1

I'm currently trying to filter a dataset containing audio data on bird species. The data looks like this:

head(audiomoth_sample)

id park park_abbr am_no sci_name com_name start_s end_s conf date_time
102 Appelscha AA A1 Turdus_merula Eurasian Blackbird 26 29 0.5305 2025-04-29 16:55:00
103 Appelscha AA A1 Turdus_merula Eurasian Blackbird 27 30 0.3356 2025-04-29 16:55:00
104 Appelscha AA A1 Turdus_merula Eurasian Blackbird 28 31 0.1958 2025-04-29 16:55:00
105 Appelscha AA A1 Oriolus oriolus Eurasian Golden Oriole 31 34 0.1293 2025-04-29 16:55:00
106 Appelscha AA A1 Turdus_merula Eurasian Blackbird 31 34 0.1056 2025-04-29 16:55:00
107 Appelscha AA A1 Turdus_merula Eurasian Blackbird 32 35 0.3121 2025-04-29 16:55:00

In total I'm dealing with 31 parks, 10 recorders each (am_no column, "A1" to "A5" and "B1" to "B5"), and 124 bird species. You wont be seeing any other am_no apart from A1 as I've been working with a subset of the first 100 detections per park (so 3100 in total). The data in total is over 19 million observations, and was analysed in BirdNET in 3 second snippets, with 2 second overlap; so "start_s" is the starting second and "end_s" is the ending second of the respective snippet.

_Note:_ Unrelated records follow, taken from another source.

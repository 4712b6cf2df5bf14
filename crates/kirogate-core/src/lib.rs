pub mod config;
pub mod error;
pub mod fingerprint;
pub mod ids;
pub mod models;

pub use config::GatewayConfig;
pub use error::{GatewayError, Result};
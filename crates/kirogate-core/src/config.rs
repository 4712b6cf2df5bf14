use figment::{
    providers::{Env, Format, Toml},
    Figment,
};
use serde::{Deserialize, Serialize};

pub const APP_VERSION: &str = env!("CARGO_PKG_VERSION");
pub const DEFAULT_PORT: u16 = 8989;
pub const DEFAULT_BIND: &str = "0.0.0.0";

/// Timeout for token refresh HTTP calls. Streaming chat calls have no fixed
/// timeout; they are bounded by the client disconnecting.
pub const REFRESH_TIMEOUT_SECS: u64 = 30;

/// Minimum remaining token validity required before opening a long stream.
pub const STREAMING_MIN_VALIDITY_SECS: i64 = 600;

/// IDE product string the upstream expects in the User-Agent.
pub const UPSTREAM_IDE_VERSION: &str = "KiroIDE-0.7.45";

/// Environment variables recognised on top of `kirogate.toml`.
const ENV_KEYS: &[&str] = &[
    "PROXY_API_KEY",
    "REFRESH_TOKEN",
    "PROFILE_ARN",
    "KIRO_REGION",
    "KIRO_BASE_URL",
    "KIRO_CREDS_FILE",
    "KIRO_DB_FILE",
    "RATE_LIMIT_RPM",
    "TOKEN_REFRESH_THRESHOLD",
    "BACKGROUND_REFRESH_INTERVAL",
    "TOOL_DESCRIPTION_MAX_LENGTH",
    "FAKE_REASONING_ENABLED",
    "FAKE_REASONING_MAX_TOKENS",
    "TRUNCATION_RECOVERY",
];

/// Top-level config (kirogate.toml + bare env overrides).
#[derive(Debug, Clone, Serialize, Deserialize)]
pub struct GatewayConfig {
    /// Bearer token clients must present on every data endpoint.
    pub proxy_api_key: String,
    /// Upstream refresh token(s). Comma-separated values select the
    /// multi-token pool.
    #[serde(default)]
    pub refresh_token: Option<String>,
    #[serde(default)]
    pub profile_arn: Option<String>,
    #[serde(default = "default_region")]
    pub kiro_region: String,
    /// Overrides the region-derived upstream host, for deployments that
    /// front the upstream with their own proxy. No trailing slash.
    #[serde(default)]
    pub kiro_base_url: Option<String>,
    /// Optional JSON credentials file (Kiro Desktop / Enterprise IDE).
    #[serde(default)]
    pub kiro_creds_file: Option<String>,
    /// Optional kiro-cli SQLite database with an `auth_kv` table.
    #[serde(default)]
    pub kiro_db_file: Option<String>,
    #[serde(default = "default_bind")]
    pub bind: String,
    #[serde(default = "default_port")]
    pub port: u16,
    /// Requests per minute surfaced to the deployment's limiter.
    /// 0 disables. Enforcement lives outside the gateway.
    #[serde(default)]
    pub rate_limit_rpm: u32,
    /// Seconds of remaining validity below which a token counts as expiring.
    #[serde(default = "default_refresh_threshold")]
    pub token_refresh_threshold: i64,
    /// Seconds between background refresh sweeps.
    #[serde(default = "default_background_interval")]
    pub background_refresh_interval: u64,
    /// Tool descriptions longer than this many bytes move to the system
    /// prompt. 0 disables the rewrite.
    #[serde(default = "default_tool_description_max")]
    pub tool_description_max_length: usize,
    #[serde(default)]
    pub fake_reasoning_enabled: bool,
    #[serde(default = "default_fake_reasoning_max_tokens")]
    pub fake_reasoning_max_tokens: u32,
    #[serde(default = "bool_true")]
    pub truncation_recovery: bool,
}

impl Default for GatewayConfig {
    fn default() -> Self {
        Self {
            proxy_api_key: String::new(),
            refresh_token: None,
            profile_arn: None,
            kiro_region: default_region(),
            kiro_base_url: None,
            kiro_creds_file: None,
            kiro_db_file: None,
            bind: default_bind(),
            port: default_port(),
            rate_limit_rpm: 0,
            token_refresh_threshold: default_refresh_threshold(),
            background_refresh_interval: default_background_interval(),
            tool_description_max_length: default_tool_description_max(),
            fake_reasoning_enabled: false,
            fake_reasoning_max_tokens: default_fake_reasoning_max_tokens(),
            truncation_recovery: true,
        }
    }
}

impl GatewayConfig {
    /// Load config from a TOML file with bare env var overrides.
    ///
    /// Checks in order: explicit path argument, `./kirogate.toml`.
    /// Env vars always win over file values.
    pub fn load(config_path: Option<&str>) -> crate::error::Result<Self> {
        let path = config_path.unwrap_or("kirogate.toml");

        let config: GatewayConfig = Figment::new()
            .merge(Toml::file(path))
            .merge(Env::raw().only(ENV_KEYS))
            .extract()
            .map_err(|e| crate::error::GatewayError::Internal(e.to_string()))?;

        Ok(config)
    }

    /// Refresh tokens split out of the comma-separated env value.
    pub fn refresh_tokens(&self) -> Vec<String> {
        self.refresh_token
            .as_deref()
            .map(|raw| {
                raw.split(',')
                    .map(str::trim)
                    .filter(|t| !t.is_empty())
                    .map(String::from)
                    .collect()
            })
            .unwrap_or_default()
    }
}

/// Kiro Desktop Auth refresh endpoint for a region.
pub fn kiro_refresh_url(region: &str) -> String {
    format!("https://prod.{region}.auth.desktop.kiro.dev/refreshToken")
}

/// AWS SSO OIDC token endpoint for a (possibly SSO-specific) region.
pub fn oidc_token_url(sso_region: &str) -> String {
    format!("https://oidc.{sso_region}.amazonaws.com/token")
}

/// Upstream API host for a region.
pub fn kiro_api_host(region: &str) -> String {
    format!("https://codewhisperer.{region}.amazonaws.com")
}

/// Upstream chat endpoint for a region.
pub fn kiro_chat_url(region: &str) -> String {
    format!("{}/generateAssistantResponse", kiro_api_host(region))
}

fn default_region() -> String {
    "us-east-1".to_string()
}
fn default_bind() -> String {
    DEFAULT_BIND.to_string()
}
fn default_port() -> u16 {
    DEFAULT_PORT
}
fn default_refresh_threshold() -> i64 {
    300
}
fn default_background_interval() -> u64 {
    1800
}
fn default_tool_description_max() -> usize {
    10_240
}
fn default_fake_reasoning_max_tokens() -> u32 {
    8_192
}
fn bool_true() -> bool {
    true
}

What I would like to do is combine these snippets into singing events, where all rows where a bird keeps singing, at the same park and recorder, uniterrupted (interruption is a gap of > 20 seconds, though this might change at a later date) are combined. In such a case, I'd want to retain the data of the first row, but add the end_s of the last and take the average "conf" (confidence level) of all rows inbetween including the first and last.

So far, I've split the audiomoth_sample dataframe into a list of 124 per-species dataframes to avoid two birds of different species singing at the same time resulting in a split in singing events. For example, in the table above, the Golden Oriole at id 105 would result in the Blackbird having two singing events, from id 102-104 and 106 onwards, despite the gap being less than 20 seconds.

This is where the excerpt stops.